Yes, when there are Revenue Protection teams working on the buses, there is usually a police presence to take away the troublemakers.

A few minutes inconvenience when you have nothing to hide is worth it, to keep the fares down for those that bother to pay for their travel.


----------



## Libertad (Nov 2, 2011)

You got anything to hide aj?


----------



## nagapie (Nov 2, 2011)

Fares down? Haven't tube and bus fares gone up extortionately since Boris became mayor?


----------



## Minnie_the_Minx (Nov 2, 2011)

ajdown said:


> Yes, when there are Revenue Protection teams working on the buses, there is usually a police presence to take away the troublemakers.
> 
> A few minutes inconvenience when you have nothing to hide is worth it, to keep the fares down for those that bother to pay for their travel.



I thought you hated being inconvenienced aj?


----------



## tendril (Nov 2, 2011)

I initially thought it was just a ticket inspection crackdown when I cycled home. There was a bus parked and a few plod, but then I noticed police 2 cars parked on the pavement and in the estate so it seemed to be a heavier hand than just fare dodging. Then when I went to the garage there was a van and they seemed to be searching some cars on the forecourt so I reckon they were targeting someone/something


----------



## ajdown (Nov 3, 2011)

Minnie_the_Minx said:


> I thought you hated being inconvenienced aj?



Yes but not when it's for a good cause like catching fare dodgers.


----------



## TopCat (Nov 3, 2011)

ajdown said:


> Yes, when there are Revenue Protection teams working on the buses, there is usually a police presence to take away the troublemakers.
> 
> A few minutes inconvenience when you have nothing to hide is worth it, to keep the fares down for those that bother to pay for their travel.


hahahahahahah


----------



## Brixton Hatter (Nov 3, 2011)

gaijingirl said:


> The Tesco's is practically a police substation though.. they're in there all the time.
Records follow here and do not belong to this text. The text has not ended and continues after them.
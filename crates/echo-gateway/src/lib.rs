// Dotlanth
// Copyright (C) 2025 Synerthink

// This program is free software: you can redistribute it and/or modify
// it under the terms of the GNU Affero General Public License as published by
// the Free Software Foundation, either version 3 of the License, or
// (at your option) any later version.

// This program is distributed in the hope that it will be useful,
// but WITHOUT ANY WARRANTY; without even the implied warranty of
// MERCHANTABILITY or FITNESS FOR A PARTICULAR PURPOSE.  See the
// GNU Affero General Public License for more details.

// You should have received a copy of the GNU Affero General Public License
// along with this program.  If not, see <http://www.gnu.org/licenses/>.

//! JSON-over-HTTP gateway for the echo gRPC service
//!
//! Each HTTP request is resolved against a static route table, translated into
//! exactly one fresh call on the echo runtime and rendered back as JSON.
//! Server-streaming calls are rendered as newline-delimited JSON.

pub mod config;
pub mod error;
pub mod gateway;
pub mod router;
pub mod server;

pub use config::Config;
pub use error::{ApiError, ApiResult, ProblemDetails};
pub use router::Router;
pub use server::ApiServer;
// Dotlanth
// Copyright (C) 2025 Synerthink

// This program is free software: you can redistribute it and/or modify
// it under the terms of the GNU Affero General Public License as published by
// the Free Software Foundation, either version 3 of the License, or
// (at your option) any later version.

// This program is distributed in the hope that it will be useful,
// but WITHOUT ANY WARRANTY; without even the implied warranty of
// MERCHANTABILITY or FITNESS FOR A PARTICULAR PURPOSE.  See the
// GNU Affero General Public License for more details.

// You should have received a copy of the GNU Affero General Public License
// along with this program.  If not, see <http://www.gnu.org/licenses/>.

//! HTTP server implementation using Hyper

use echo_runtime::{EchoClient, ShutdownSignal};
use hyper::body::Incoming;
use hyper::server::conn::http1;
use hyper::service::service_fn;
use hyper::Request;
use hyper_util::rt::TokioIo;
use std::convert::Infallible;
use std::net::SocketAddr;
use std::sync::Arc;
use tokio::io::{AsyncRead, AsyncWrite};
use tokio::net::TcpListener;
use tracing::{error, info};

use crate::config::Config;
use crate::error::{ApiError, ApiResult};
use crate::router::Router;

/// Gateway server using Hyper
pub struct ApiServer {
    bind_address: SocketAddr,
    docs_path: String,
    router: Arc<Router>,
    shutdown: ShutdownSignal,
}

impl ApiServer {
    /// Create a new gateway server; the runtime is dialled on first use.
    ///
    /// Once `shutdown` fires the server stops accepting and every call still
    /// open towards the runtime is cancelled.
    pub fn new(config: Config, shutdown: ShutdownSignal) -> ApiResult<Self> {
        let bind_address: SocketAddr = config.bind_address().parse().map_err(|e| ApiError::InvalidConfig {
            message: format!("Invalid bind address {}: {}", config.bind_address(), e),
        })?;

        let client = EchoClient::connect_lazy(&config.rpc_endpoint)?.with_shutdown(shutdown.clone());
        let router = Arc::new(Router::new(&config, client)?);

        info!("Gateway created for echo runtime at {}", config.rpc_endpoint);

        Ok(Self {
            bind_address,
            docs_path: config.docs_path,
            router,
            shutdown,
        })
    }

    /// Get the bind address
    pub fn bind_address(&self) -> SocketAddr {
        self.bind_address
    }

    /// Bind the configured address and serve until shutdown
    pub async fn run(self) -> ApiResult<()> {
        let listener = TcpListener::bind(self.bind_address).await?;
        self.serve(listener).await
    }

    /// Accept connections on `listener` until shutdown
    pub async fn serve(self, listener: TcpListener) -> ApiResult<()> {
        let local_addr = listener.local_addr()?;
        info!("Echo gateway listening on http://{}", local_addr);
        info!("Interface description available at http://{}{}", local_addr, self.docs_path);

        loop {
            let (stream, remote_addr) = tokio::select! {
                _ = self.shutdown.wait() => {
                    info!("Stopping the gateway");
                    break;
                }
                accepted = listener.accept() => match accepted {
                    Ok(conn) => conn,
                    Err(e) => {
                        error!("Failed to accept connection: {}", e);
                        continue;
                    }
                },
            };

            let router = self.router.clone();

            // Spawn a task to handle the connection
            tokio::task::spawn(async move {
                if let Err(err) = serve_connection(stream, router).await {
                    error!("Error serving connection from {}: {}", remote_addr, err);
                }
            });
        }

        info!("Closing the gateway listener on {}", local_addr);
        Ok(())
    }
}

/// Serve HTTP/1 requests arriving on one connection
async fn serve_connection<I>(io: I, router: Arc<Router>) -> ApiResult<()>
where
    I: AsyncRead + AsyncWrite + Unpin + Send + 'static,
{
    let service = service_fn(move |req: Request<Incoming>| {
        let router = router.clone();
        async move { Ok::<_, Infallible>(router.handle(req).await) }
    });

    http1::Builder::new().serve_connection(TokioIo::new(io), service).await?;
    Ok(())
}
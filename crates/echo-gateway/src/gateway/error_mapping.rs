// Dotlanth
// Copyright (C) 2025 Synerthink

// This program is free software: you can redistribute it and/or modify
// it under the terms of the GNU Affero General Public License as published by
// the Free Software Foundation, either version 3 of the License, or
// (at your option) any later version.

// This program is distributed in the hope that it will be useful,
// but WITHOUT ANY WARRANTY; without even the implied warranty of
// MERCHANTABILITY or FITNESS FOR A PARTICULAR PURPOSE.  See the
// GNU Affero General Public License for more details.

// You should have received a copy of the GNU Affero General Public License
// along with this program.  If not, see <http://www.gnu.org/licenses/>.

//! Error code mapping between gRPC and HTTP protocols

use echo_runtime::RpcError;
use hyper::StatusCode;
use hyper::body::Bytes;
use serde_json::json;
use tonic::{Code, Status};

/// Maps errors between gRPC and HTTP protocols
pub struct ErrorMapper;

impl ErrorMapper {
    /// Map gRPC status to HTTP status code
    pub fn grpc_to_http_status(status: &Status) -> StatusCode {
        match status.code() {
            Code::Ok => StatusCode::OK,
            Code::Cancelled => StatusCode::REQUEST_TIMEOUT,
            Code::Unknown => StatusCode::INTERNAL_SERVER_ERROR,
            Code::InvalidArgument => StatusCode::BAD_REQUEST,
            Code::DeadlineExceeded => StatusCode::GATEWAY_TIMEOUT,
            Code::NotFound => StatusCode::NOT_FOUND,
            Code::AlreadyExists => StatusCode::CONFLICT,
            Code::PermissionDenied => StatusCode::FORBIDDEN,
            Code::ResourceExhausted => StatusCode::TOO_MANY_REQUESTS,
            Code::FailedPrecondition => StatusCode::PRECONDITION_FAILED,
            Code::Aborted => StatusCode::CONFLICT,
            Code::OutOfRange => StatusCode::BAD_REQUEST,
            Code::Unimplemented => StatusCode::NOT_IMPLEMENTED,
            Code::Internal => StatusCode::INTERNAL_SERVER_ERROR,
            Code::Unavailable => StatusCode::SERVICE_UNAVAILABLE,
            Code::DataLoss => StatusCode::INTERNAL_SERVER_ERROR,
            Code::Unauthenticated => StatusCode::UNAUTHORIZED,
        }
    }

    /// Map a call-layer error to HTTP status code
    pub fn rpc_to_http_status(error: &RpcError) -> StatusCode {
        match error {
            RpcError::Transport(status) => Self::grpc_to_http_status(status),
            RpcError::TransportSetup(_) => StatusCode::SERVICE_UNAVAILABLE,
            RpcError::Cancelled { .. } => StatusCode::REQUEST_TIMEOUT,
            _ => StatusCode::INTERNAL_SERVER_ERROR,
        }
    }

    /// Terminal line appended to a streamed body that failed mid-stream
    pub fn stream_error_marker(status: &Status) -> Bytes {
        let marker = json!({
            "error": {
                "code": status.code() as i32,
                "message": status.message(),
            }
        });

        let mut line = marker.to_string().into_bytes();
        line.push(b'\n');
        Bytes::from(line)
    }
}
//! Runtime events: types and broadcast bus.
//!
//! This module groups the event **data model** and the **bus** used to
//! publish runtime events emitted by the supervisor, its runnable and closer
//! tasks, the signal listener and subscriber workers. It is the supervisor's
//! logging sink: nothing in the runtime writes logs directly.
//!
//! ## Contents
//! - [`EventKind`], [`Event`] event classification and payload metadata
//! - [`Bus`] thin wrapper over `tokio::sync::broadcast`

mod bus;
mod event;

pub use bus::Bus;
pub use event::{Event, EventKind};
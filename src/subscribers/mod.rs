//! # Event subscribers: the supervisor's logging sink.
//!
//! The supervisor never logs on its own. It publishes [`Event`](crate::Event)s
//! on the bus and whatever subscribers the caller supplied decide what to do
//! with them.
//!
//! ```text
//! Supervisor ── publish(Event) ──► Bus ──► listener ──► SubscriberSet
//!                                                          │
//!                                          ┌───────────────┼───────────┐
//!                                          ▼               ▼           ▼
//!                                      LogWriter        Metrics     Custom
//!                                     (tracing)
//! ```
//!
//! - [`Subscribe`]: the extension trait
//! - [`SubscriberSet`]: per-subscriber queues and workers
//! - [`LogWriter`]: built-in `tracing` sink

mod log;
mod set;
mod subscribe;

pub use log::LogWriter;
pub use set::SubscriberSet;
pub(crate) use set::panic_message;
pub use subscribe::Subscribe;
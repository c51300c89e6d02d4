//! # Runnable and Closer capabilities.
//!
//! A [`Runnable`] has one blocking entry point that returns when the component
//! terminates or fails. A component that also owns resources exposes a
//! [`Closer`] through [`Runnable::as_closer`]; the supervisor calls it exactly
//! once, during drain.
//!
//! The [`CancellationToken`] passed to `run` is cancelled once the supervisor
//! has decided to stop. It is a request: a runnable that ignores it keeps
//! running until the process exits.

use std::sync::Arc;

use async_trait::async_trait;
use tokio_util::sync::CancellationToken;

use crate::taxonomy::Error;

/// Shared handle to a registered runnable.
pub type RunnableRef = Arc<dyn Runnable>;

/// Bounded release of the resources a component owns.
///
/// Implementations must tolerate being called on a partially initialized
/// component and must not panic.
#[async_trait]
pub trait Closer: Send + Sync {
    async fn close(&self) -> Result<(), Error>;
}

/// # Component with a blocking entry point.
///
/// # Example
/// ```
/// use async_trait::async_trait;
/// use tokio_util::sync::CancellationToken;
/// use runkit::{Closer, Error, Runnable};
///
/// struct Listener;
///
/// #[async_trait]
/// impl Runnable for Listener {
///     fn name(&self) -> &str { "listener" }
///
///     async fn run(&self, ctx: CancellationToken) -> Result<(), Error> {
///         ctx.cancelled().await;
///         Ok(())
///     }
///
///     fn as_closer(&self) -> Option<&dyn Closer> { Some(self) }
/// }
///
/// #[async_trait]
/// impl Closer for Listener {
///     async fn close(&self) -> Result<(), Error> { Ok(()) }
/// }
/// ```
#[async_trait]
pub trait Runnable: Send + Sync + 'static {
    /// Stable, human-readable name used in events.
    fn name(&self) -> &str;

    /// Runs until the component terminates (`Ok`) or fails (`Err`).
    async fn run(&self, ctx: CancellationToken) -> Result<(), Error>;

    /// The release capability, if this component has one.
    fn as_closer(&self) -> Option<&dyn Closer> {
        None
    }
}
//! # Supervisor configuration.
//!
//! Provides [`SupervisorConfig`], the settings for one supervised run.
//!
//! ## Sentinel values
//! - `close_timeout` below [`MIN_CLOSE_TIMEOUT`] → floored to 10s
//! - `bus_capacity = 0` → clamped to 1
//!
//! ## Environment
//! [`SupervisorConfig::from_env`] reads:
//! - `RUNKIT_CLOSE_TIMEOUT_SECONDS` (default `10`)
//! - `RUNKIT_BUS_CAPACITY` (default `1024`)

use std::str::FromStr;
use std::time::Duration;

use crate::env::get_env;
use crate::taxonomy::{Error, Kind};

/// Lower bound applied to [`SupervisorConfig::close_timeout`].
pub const MIN_CLOSE_TIMEOUT: Duration = Duration::from_secs(10);

pub const ENV_CLOSE_TIMEOUT: &str = "RUNKIT_CLOSE_TIMEOUT_SECONDS";
pub const ENV_BUS_CAPACITY: &str = "RUNKIT_BUS_CAPACITY";

const OP_FROM_ENV: &str = "SupervisorConfig::from_env";

/// Configuration for the supervisor runtime.
///
/// ## Field semantics
/// - `close_timeout`: how long drain waits for closers (floored at 10s)
/// - `bus_capacity`: event bus ring buffer size (min 1)
#[derive(Clone, Debug)]
pub struct SupervisorConfig {
    /// Maximum time drain waits for every closer to return.
    ///
    /// Values below [`MIN_CLOSE_TIMEOUT`] are raised to it, so a
    /// misconfigured near-zero timeout cannot truncate in-flight cleanup.
    pub close_timeout: Duration,

    /// Capacity of the event bus broadcast channel.
    ///
    /// Slow receivers that lag behind more than `bus_capacity` events skip
    /// the oldest ones.
    pub bus_capacity: usize,
}

impl SupervisorConfig {
    /// Returns the close timeout raised to at least [`MIN_CLOSE_TIMEOUT`].
    #[inline]
    pub fn close_timeout_floored(&self) -> Duration {
        self.close_timeout.max(MIN_CLOSE_TIMEOUT)
    }

    /// Returns a bus capacity clamped to a minimum of 1.
    #[inline]
    pub fn bus_capacity_clamped(&self) -> usize {
        self.bus_capacity.max(1)
    }

    /// Reads the configuration from the process environment.
    pub fn from_env() -> Result<Self, Error> {
        Self::from_lookup(get_env)
    }

    /// Builds the configuration from any `(name, default) -> value` lookup.
    ///
    /// # Example
    /// ```
    /// use std::time::Duration;
    /// use runkit::SupervisorConfig;
    ///
    /// let cfg = SupervisorConfig::from_lookup(|name, default| match name {
    ///     "RUNKIT_CLOSE_TIMEOUT_SECONDS" => "30".to_string(),
    ///     _ => default.to_string(),
    /// })?;
    /// assert_eq!(cfg.close_timeout, Duration::from_secs(30));
    /// assert_eq!(cfg.bus_capacity, 1024);
    /// # Ok::<(), runkit::Error>(())
    /// ```
    pub fn from_lookup<F>(lookup: F) -> Result<Self, Error>
    where
        F: Fn(&str, &str) -> String,
    {
        let defaults = Self::default();
        let secs: u64 = parse(
            &lookup,
            ENV_CLOSE_TIMEOUT,
            &defaults.close_timeout.as_secs().to_string(),
        )?;
        let bus_capacity: usize =
            parse(&lookup, ENV_BUS_CAPACITY, &defaults.bus_capacity.to_string())?;

        Ok(Self {
            close_timeout: Duration::from_secs(secs),
            bus_capacity,
        })
    }
}

fn parse<T, F>(lookup: &F, name: &'static str, default: &str) -> Result<T, Error>
where
    T: FromStr,
    T::Err: std::error::Error + Send + Sync + 'static,
    F: Fn(&str, &str) -> String,
{
    let raw = lookup(name, default);
    raw.trim().parse::<T>().map_err(|e| {
        Error::builder()
            .op(OP_FROM_ENV)
            .kind(Kind::Invalid)
            .field("variable", name)
            .field("value", &raw)
            .cause(e)
            .build()
    })
}

impl Default for SupervisorConfig {
    /// Default configuration:
    ///
    /// - `close_timeout = 10s`
    /// - `bus_capacity = 1024`
    fn default() -> Self {
        Self {
            close_timeout: MIN_CLOSE_TIMEOUT,
            bus_capacity: 1024,
        }
    }
}
//! # Structured error taxonomy.
//!
//! Two orthogonal axes classify every failure:
//! - [`Kind`]: *what* went wrong; drives protocol status translation;
//! - [`Level`]: *how loudly* to surface it; drives logging only.
//!
//! Lower layers wrap what they receive in a new [`Error`] with their own
//! [`Op`] and [`Field`]s. The outermost boundary walks the chain once
//! ([`operation_trail`], [`collected_fields`]) and logs it ([`report::log_error`]).

mod builder;
mod chain;
mod error;
mod field;
mod kind;
mod level;
pub mod report;

pub use builder::{Empty, ErrorBuilder, Ready};
pub use chain::{Chain, collected_fields, operation_trail};
pub use error::{BoxError, Cause, Error};
pub use field::{Field, Op};
pub use kind::{Classification, Kind};
pub use level::Level;
//! # Logging boundary for classified errors.
//!
//! Intermediate layers wrap and return; only the outermost boundary calls
//! [`log_error`], once, so the whole provenance shows up in a single record:
//!
//! ```text
//! ERROR op="Server::serve" kind="internal" trail="Server::serve > Listener::accept" fields="port=8080" error=...
//! ```

use std::fmt;

use super::{chain, error::Error, level::Level};

/// Renders the operation trail as `outer > ... > inner`.
pub struct Trail<'a>(&'a Error);

impl fmt::Display for Trail<'_> {
    fn fmt(&self, f: &mut fmt::Formatter<'_>) -> fmt::Result {
        for (i, op) in chain::operation_trail(self.0).iter().enumerate() {
            if i > 0 {
                f.write_str(" > ")?;
            }
            write!(f, "{op}")?;
        }
        Ok(())
    }
}

/// Renders the collected fields as space-separated `key=value` pairs.
pub struct Fields<'a>(&'a Error);

impl fmt::Display for Fields<'_> {
    fn fmt(&self, f: &mut fmt::Formatter<'_>) -> fmt::Result {
        for (i, field) in chain::collected_fields(self.0).iter().enumerate() {
            if i > 0 {
                f.write_str(" ")?;
            }
            write!(f, "{field}")?;
        }
        Ok(())
    }
}

pub fn trail(err: &Error) -> Trail<'_> {
    Trail(err)
}

pub fn fields(err: &Error) -> Fields<'_> {
    Fields(err)
}

/// Emits one `tracing` event for `err` at the level it carries.
pub fn log_error(err: &Error) {
    let kind = err.kind().as_label();
    let trail = trail(err);
    let fields = fields(err);

    macro_rules! emit {
        ($macro:ident) => {
            tracing::$macro!(
                kind,
                trail = %trail,
                fields = %fields,
                error = %err,
                "operation failed"
            )
        };
    }

    match err.level() {
        Level::Error => emit!(error),
        Level::Warn => emit!(warn),
        Level::Info => emit!(info),
        Level::Debug => emit!(debug),
    }
}
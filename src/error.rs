//! Runtime conditions raised by the supervisor itself.
//!
//! [`RuntimeError`] is the leaf of a chain: the supervisor never returns it
//! bare but wraps it in a classified [`Error`](crate::Error) with op
//! `"Supervisor::run"`, so callers see one error type everywhere. Reach the
//! leaf with [`Error::opaque_cause`](crate::Error::opaque_cause) and
//! `downcast_ref::<RuntimeError>()`.

use thiserror::Error;

use crate::taxonomy::{Error as Classified, Kind, Level};

pub(crate) const OP_RUN: &str = "Supervisor::run";

/// # Errors produced by the runkit supervisor.
#[non_exhaustive]
#[derive(Error, Debug)]
pub enum RuntimeError {
    /// `run` was called with nothing registered.
    #[error("no runnables registered")]
    NoRunnables,

    /// `run` was called on a supervisor that already left `Idle`.
    #[error("supervisor already started")]
    AlreadyStarted,

    /// The process received an interrupt/termination request.
    #[error("terminated by signal {signal}")]
    Terminated {
        /// Signal name, e.g. `SIGTERM`.
        signal: &'static str,
    },

    /// Signal handlers could not be installed.
    #[error("failed to listen for shutdown signals: {0}")]
    SignalListener(#[from] std::io::Error),

    /// A runnable panicked instead of returning.
    #[error("runnable '{name}' panicked: {info}")]
    RunnablePanicked {
        /// Registered name of the runnable.
        name: String,
        /// Panic payload, if it was a string.
        info: String,
    },
}

impl RuntimeError {
    /// Returns a short stable label (snake_case) for use in logs/metrics.
    ///
    /// # Example
    /// ```
    /// use runkit::RuntimeError;
    ///
    /// assert_eq!(RuntimeError::NoRunnables.as_label(), "runtime_no_runnables");
    /// ```
    pub fn as_label(&self) -> &'static str {
        match self {
            RuntimeError::NoRunnables => "runtime_no_runnables",
            RuntimeError::AlreadyStarted => "runtime_already_started",
            RuntimeError::Terminated { .. } => "runtime_terminated",
            RuntimeError::SignalListener(_) => "runtime_signal_listener",
            RuntimeError::RunnablePanicked { .. } => "runtime_runnable_panicked",
        }
    }

    /// Kind and level under which the supervisor reports this condition.
    pub fn classification(&self) -> (Kind, Level) {
        match self {
            RuntimeError::NoRunnables | RuntimeError::AlreadyStarted => {
                (Kind::Invalid, Level::Error)
            }
            RuntimeError::Terminated { .. } => (Kind::Unknown, Level::Info),
            RuntimeError::SignalListener(_) | RuntimeError::RunnablePanicked { .. } => {
                (Kind::Internal, Level::Error)
            }
        }
    }

    /// Wraps this condition in a classified error labelled with `op`.
    pub(crate) fn into_classified(self, op: &'static str) -> Classified {
        let (kind, level) = self.classification();
        let builder = Classified::builder().op(op).kind(kind).level(level);
        let builder = match &self {
            RuntimeError::Terminated { signal } => builder.field("signal", signal),
            RuntimeError::RunnablePanicked { name, .. } => builder.field("runnable", name),
            _ => builder,
        };
        builder.cause(self).build()
    }
}
//! # Cross-platform OS signal handling.
//!
//! Provides [`wait_for_shutdown_signal`], an async helper that completes when the
//! process receives an interrupt or termination request.
//!
//! ## Signals
//! **Unix platforms:**
//! - `SIGINT` (Ctrl-C in terminal)
//! - `SIGTERM` (default kill signal, used by systemd/Kubernetes)
//!
//! **Other platforms:**
//! - `Ctrl-C` via [`tokio::signal::ctrl_c`]

/// Waits for a termination signal and returns its name.
///
/// Each call creates independent signal listeners.
/// Returns `Err` if signal registration fails.
#[cfg(unix)]
pub(crate) async fn wait_for_shutdown_signal() -> std::io::Result<&'static str> {
    use tokio::signal::unix::{SignalKind, signal};

    let mut sigint = signal(SignalKind::interrupt())?;
    let mut sigterm = signal(SignalKind::terminate())?;

    tokio::select! {
        _ = sigint.recv() => Ok("SIGINT"),
        _ = sigterm.recv() => Ok("SIGTERM"),
    }
}

/// Waits for a termination signal and returns its name.
///
/// Each call creates independent signal listeners.
/// Returns `Err` if signal registration fails.
#[cfg(not(unix))]
pub(crate) async fn wait_for_shutdown_signal() -> std::io::Result<&'static str> {
    tokio::signal::ctrl_c().await?;
    Ok("CTRL_C")
}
That particular garage/Tesco has been robbed so many times. And yes, there does always seem to be an unusually high number of coppers in those Tesco/Esso shops - I guess it's easy parking whilst they're on shift.


----------



## gaijingirl (Nov 3, 2011)

I meant the former really rather than the latter tbh... I've personally been inside several times when fights/knife attacks have taken place - and I don't even use it that often what with it being shit. Although I'm sure it's popular for coffee etc too.


----------



## Minnie_the_Minx (Nov 3, 2011)

ajdown said:


> Yes but not when it's for a good cause like catching fare dodgers.



Maybe they're on the dole and totally skint!


----------



## tendril (Nov 3, 2011)

Minnie_the_Minx said:


> Maybe they're on the dole and totally skint!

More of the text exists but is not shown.